Os nossos investimentos aqui estão na casa dos 460 milhões de euros. E a possibilidade de aumentar é enorme. Há algumas áreas nas quais penso que nos podemos concentrar. A TI é uma área. Fiquei muito feliz por visitar a Web Summit em novembro do ano passado. E essa foi a primeira vez, aliás, que recebemos uma delegação da NASCOM, que é a maior associação de software da Índia. Visitaram o local alguns dias antes da Web Summit, mas foi uma surpresa que a Web Summit não conhecesse a NASCOM e que a NASCOM não tivesse conhecimento da Web Summit. Por isso, estou feliz por os termos colocado em contacto. Ainda assim, tivemos cerca de 150 participantes da Índia na Web Summit. Estamos também a procurar cooperação nas energias renováveis e no hidrogénio verde. Os contactos interpessoais são muito importantes. O comércio e o turismo são também uma função de conectividade. Estamos a analisar a assinatura de um acordo de serviços aéreos, que esperamos poder finalizar e assinar em breve, o que nos permitiria ter voo direto entre a Índia e Portugal.

Há uma crescente comunidade indiana em Portugal.
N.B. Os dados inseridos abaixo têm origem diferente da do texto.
use std::io::Write;

use colored::Colorize;
use serde::Serialize;
use serde_json::Value;

use crate::cli::{status_label, write_json, wprintln};
use crate::field::charset;
use crate::field::doc_field::{root_value, DocType};
use crate::field::document;
use crate::field::schema::{ColumnDef, TableSchema};
use crate::field::session::FieldConfig;
use crate::field::status::{ConversionStatus, Warning};
use crate::FieldError;

/// Options for the `rowf path` subcommand.
pub struct PathOptions {
    /// Document text.
    pub doc: String,
    /// Key path.
    pub path: String,
    /// JSON value to place at the path.
    pub set: Option<String>,
    pub delete: bool,
    pub json: bool,
}

#[derive(Serialize)]
struct PathReport {
    path: String,
    full_name: String,
    #[serde(skip_serializing_if = "Option::is_none")]
    status: Option<ConversionStatus>,
    /// Node at the path after any update; absent when the path is missing.
    value: Option<Value>,
    document: Option<Value>,
    warnings: Vec<Warning>,
}

/// Resolve a path in a document, optionally replacing or removing the node.
pub fn execute(opts: &PathOptions, writer: &mut dyn Write) -> Result<(), FieldError> {
    document::parse_root(opts.doc.as_bytes())?;

    let mut table = TableSchema::new("rowf", vec![ColumnDef::new("doc", "document")]).open(FieldConfig::default())?;
    let root = table.fields[0].clone();
    let path = table.doc_path("doc", &opts.path, DocType::Document, 0)?;
    root.set_notnull(&mut table.row);
    root.store_str(&mut table.row, opts.doc.as_bytes(), &charset::UTF8MB4_BIN);

    let status = if let Some(text) = &opts.set {
        Some(path.store_json(&root, &mut table.row, text.as_bytes()))
    } else if opts.delete {
        Some(path.delete(&root, &mut table.row))
    } else {
        None
    };

    let row = &table.row;
    let report = PathReport {
        path: path.path.to_string(),
        full_name: path.full_name(&root),
        status,
        value: path.val_document(&root, row),
        document: root_value(&root, row),
        warnings: row.session().warnings().to_vec(),
    };

    if opts.json {
        return write_json(writer, &report);
    }

    wprintln!(writer, "Path:      {}", report.full_name.bold())?;
    if let Some(status) = report.status {
        wprintln!(writer, "Status:    {}", status_label(status))?;
    }
    match &report.value {
        Some(v) => wprintln!(writer, "Value:     {}", v)?,
        None => wprintln!(writer, "Value:     {}", "(missing)".dimmed())?,
    }
    if report.status.is_some() {
        if let Some(doc) = &report.document {
            wprintln!(writer, "Document:  {}", doc)?;
        }
    }
    for w in &report.warnings {
        wprintln!(writer, "  {}", w.to_string().yellow())?;
    }
    Ok(())
}
impl CopyField {
    pub fn new(to: &Field, from: &Field) -> CopyField {
        let strategy = Self::choose(to, from);
        let null_strategy = match (from.maybe_null(), to.maybe_null()) {
            (true, true) => NullStrategy::NullToNull,
            (true, false) => NullStrategy::NullToNotNull,
            (false, true) => NullStrategy::NotNullToNullable,
            (false, false) => NullStrategy::None,
        };
        debug!(
            from = %from.name,
            to = %to.name,
            strategy = %strategy,
            null = ?null_strategy,
            "copy strategy chosen"
        );
        CopyField {
            from: from.clone(),
            to: to.clone(),
            strategy,
            null_strategy,
        }
    }

    fn choose(to: &Field, from: &Field) -> CopyStrategy {
        if to.kind == FieldKind::Null {
            return CopyStrategy::Skip;
        }
        match (&to.kind, &from.kind) {
            (FieldKind::Varstring { charset: a, .. }, FieldKind::Varstring { charset: b, .. })
                if std::ptr::eq(*a, *b) =>
            {
                return CopyStrategy::Varstring
            }
            (FieldKind::String { charset: a }, FieldKind::String { charset: b })
                if std::ptr::eq(*a, *b) && a.mbmaxlen == 1 && to.field_length != from.field_length =>
            {
                return if to.field_length > from.field_length {
                    CopyStrategy::ExpandChar
                } else {
                    CopyStrategy::CutChar
                };
            }
            _ => {}
        }
        if is_blob(to) && to.real_type() == from.real_type() {
            return CopyStrategy::Blob;
        }
        if same_image(to, from) {
            return CopyStrategy::Bytes(to.pack_length_in_rec());
        }
        CopyStrategy::Convert
    }

    /// Copy one row's value.
    pub fn copy(&self, to_row: &mut RowBuffer, from_row: &RowBuffer) -> ConversionStatus {
        let from_null = self.from.is_null(from_row);
        match self.null_strategy {
            NullStrategy::NullToNull if from_null => {
                self.to.set_null(to_row);
                self.to.reset(to_row);
                return ConversionStatus::Ok;
            }
            NullStrategy::NullToNotNull if from_null => {
                if matches!(self.to.field_type(), FieldType::Timestamp | FieldType::Timestamp2) {
                    return self.to.store_current_time(to_row);
                }
                self.to.warn(
                    to_row,
                    WarningLevel::Warning,
                    WarningCode::DataTruncated,
                    "NULL supplied to a NOT NULL column",
                );
                self.to.reset(to_row);
                return ConversionStatus::Ok;
            }
            NullStrategy::NullToNull | NullStrategy::NotNullToNullable => self.to.set_notnull(to_row),
            _ => {}
        }
        self.copy_value(to_row, from_row)
    }

    fn copy_value(&self, to_row: &mut RowBuffer, from_row: &RowBuffer) -> ConversionStatus {
        let (to, from) = (&self.to, &self.from);
        let same_order = to_row.low_byte_first() == from_row.low_byte_first();
        match self.strategy {
            CopyStrategy::Skip => ConversionStatus::Ok,
            CopyStrategy::Bytes(len) if same_order => {
                to_row
                    .slice_mut(to.ptr, len)
                    .copy_from_slice(from_row.slice(from.ptr, len));
                ConversionStatus::Ok
            }
            CopyStrategy::Varstring => self.copy_varstring(to_row, from_row),
            CopyStrategy::ExpandChar => {
                let (n, m) = (from.field_length as usize, to.field_length as usize);
                let pad = to.charset().pad_char();
                let src = from_row.slice(from.ptr, n).to_vec();
                let dst = to_row.slice_mut(to.ptr, m);
                dst[..n].copy_from_slice(&src);
                dst[n..].fill(pad);
                ConversionStatus::Ok
            }
            CopyStrategy::CutChar => {
                let m = to.field_length as usize;
                let src = from_row.slice(from.ptr, from.field_length as usize);
                let lost = src[m..].iter().any(|&b| b != b' ');
                to_row.slice_mut(to.ptr, m).copy_from_slice(&src[..m]);
                if lost {
                    to.warn_status(to_row, ConversionStatus::WarnTruncated);
                    return ConversionStatus::WarnTruncated;
                }
                ConversionStatus::Ok
            }
            CopyStrategy::Blob => {
                let data = from.val_str(from_row).into_owned();
                if data.len() > to.max_data_length() {
                    return convert(to, to_row, from, from_row);
                }
                string::write_blob(to, to_row, data);
                ConversionStatus::Ok
            }
            CopyStrategy::Bytes(_) | CopyStrategy::Convert => convert(to, to_row, from, from_row),
        }
    }

    fn copy_varstring(&self, to_row: &mut RowBuffer, from_row: &RowBuffer) -> ConversionStatus {
        let (to, from) = (&self.to, &self.from);
        let (FieldKind::Varstring { length_bytes: flb, .. }, FieldKind::Varstring { length_bytes: tlb, .. }) =
            (&from.kind, &to.kind)
        else {
            return convert(to, to_row, from, from_row);
        };
        let (flb, tlb) = (*flb as usize, *tlb as usize);
        let len = codec::read_uint(from_row.slice(from.ptr, flb), flb, true) as usize;
        let data = from_row.slice(from.ptr + flb, len).to_vec();
        let fits = len <= to.field_length as usize
            && to.charset().well_formed_len(&data, to.char_length()).len == len;
        if !fits {
            // Cut on a character boundary with the usual warnings.
            return to.store_str(to_row, &data, from.charset());
        }
        codec::write_uint(to_row.slice_mut(to.ptr, tlb), len as u64, tlb, true);
        to_row.slice_mut(to.ptr + tlb, len).copy_from_slice(&data);
        ConversionStatus::Ok
    }
}

/// Run every copy, returning the worst status.
pub fn copy_row(copies: &[CopyField], to_row: &mut RowBuffer, from_row: &RowBuffer) -> ConversionStatus {
    copies
        .iter()
        .fold(ConversionStatus::Ok, |acc, c| acc.merge(c.copy(to_row, from_row)))
}
//! Hex formatting and parsing for record images.

use crate::FieldError;

/// Format bytes as a compact hex string (e.g., "4a2f00ff").
pub fn format_bytes(data: &[u8]) -> String {
    data.iter().map(|b| format!("{:02x}", b)).collect()
}

/// Format bytes as space-separated hex pairs (e.g., "4a 2f 00 ff").
pub fn format_spaced(data: &[u8]) -> String {
    data.iter()
        .map(|b| format!("{:02x}", b))
        .collect::<Vec<_>>()
        .join(" ")
}

/// Parse a hex string; whitespace, `:` separators and a leading `0x` are ignored.
pub fn parse_hex(text: &str) -> Result<Vec<u8>, FieldError> {
    let text = text.trim();
    let text = text
        .strip_prefix("0x")
        .or_else(|| text.strip_prefix("0X"))
        .unwrap_or(text);
    let digits: Vec<u8> = text
        .bytes()
        .filter(|b| !b.is_ascii_whitespace() && *b != b':')
        .collect();
    if digits.len() % 2 != 0 {
        return Err(FieldError::Parse(format!(
            "hex string has an odd number of digits ({})",
            digits.len()
        )));
    }
    digits
        .chunks(2)
        .enumerate()
        .map(|(i, pair)| {
            let hi = (pair[0] as char).to_digit(16);
            let lo = (pair[1] as char).to_digit(16);
            match (hi, lo) {
                (Some(hi), Some(lo)) => Ok((hi * 16 + lo) as u8),
                _ => Err(FieldError::Parse(format!(
                    "invalid hex digit in byte {}: '{}'",
                    i,
                    String::from_utf8_lossy(pair)
                ))),
            }
        })
        .collect()
}

/// Produce a standard hex dump of `data` with the given `base_offset`.
///
/// Output format (16 bytes per line):
/// ```text
/// 00000000  xx xx xx xx xx xx xx xx  xx xx xx xx xx xx xx xx  |................|
/// ```
pub fn hex_dump(data: &[u8], base_offset: u64) -> String {
    let mut lines = Vec::new();

    for (i, chunk) in data.chunks(16).enumerate() {
        let offset = base_offset + (i * 16) as u64;
        let mut line = format!("{:08x}  ", offset);

        for j in 0..16 {
            if j == 8 {
                line.push(' ');
            }
            match chunk.get(j) {
                Some(byte) => line.push_str(&format!("{:02x} ", byte)),
                None => line.push_str("   "),
            }
        }

        line.push(' ');
        line.push('|');
        for byte in chunk {
            if byte.is_ascii_graphic() || *byte == b' ' {
                line.push(*byte as char);
            } else {
                line.push('.');
            }
        }
        for _ in chunk.len()..16 {
            line.push(' ');
        }
        line.push('|');

        lines.push(line);
    }

    lines.join("\n")
}

#[cfg(test)]
mod tests {
    use super::*;

    #[test]
    fn test_format_bytes() {
        assert_eq!(format_bytes(&[0x4a, 0x2f, 0x00, 0xff]), "4a2f00ff");
        assert_eq!(format_bytes(&[]), "");
        assert_eq!(format_spaced(&[0x01, 0xab]), "01 ab");
    }

    #[test]
    fn test_parse_hex() {
        assert_eq!(parse_hex("0x01ff").unwrap(), vec![0x01, 0xff]);
        assert_eq!(parse_hex(" 01 02:0A ").unwrap(), vec![1, 2, 10]);
        assert_eq!(parse_hex("").unwrap(), Vec::<u8>::new());
        assert!(parse_hex("abc").is_err());
        assert!(parse_hex("zz").is_err());
    }

    #[test]
    fn test_hex_dump_full_line() {
        let data: Vec<u8> = (0..16).collect();
        let output = hex_dump(&data, 0);
        assert!(output.starts_with("00000000  "));
        assert!(output.contains("00 01 02 03 04 05 06 07  08 09 0a 0b 0c 0d 0e 0f"));
        assert!(output.ends_with('|'));
    }

    #[test]
    fn test_hex_dump_partial_line() {
        let output = hex_dump(b"Hello", 0x100);
        assert!(output.starts_with("00000100  "));
        assert!(output.contains("48 65 6c 6c 6f"));
        assert!(output.contains("|Hello           |"));
    }
}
Como vê a integração dos novos imigrantes indianos no nosso país?

Os imigrantes preenchem uma lacuna de mão-de-obra muito crítica que existe em Portugal. E acho que há uma valorização disso. Tudo o que posso dizer sobre a comunidade indiana, parte de uma diáspora indiana no mundo que é hoje de cerca de 36-37 milhões, é que se olharmos para as estatísticas da criminalidade desta diáspora, elas são quase inexistentes. A comunidade indiana, por natureza, pela educação que recebeu e pelo ethos que traz consigo, é trabalhadora, amante da paz, integrando-se numa nova sociedade com grande facilidade. E penso que não só preenche a lacuna de mão-de-obra que existe em Portugal, como tem a capacidade de contribuir positivamente para o espírito multicultural e acolhedor de que Portugal tanto se orgulha.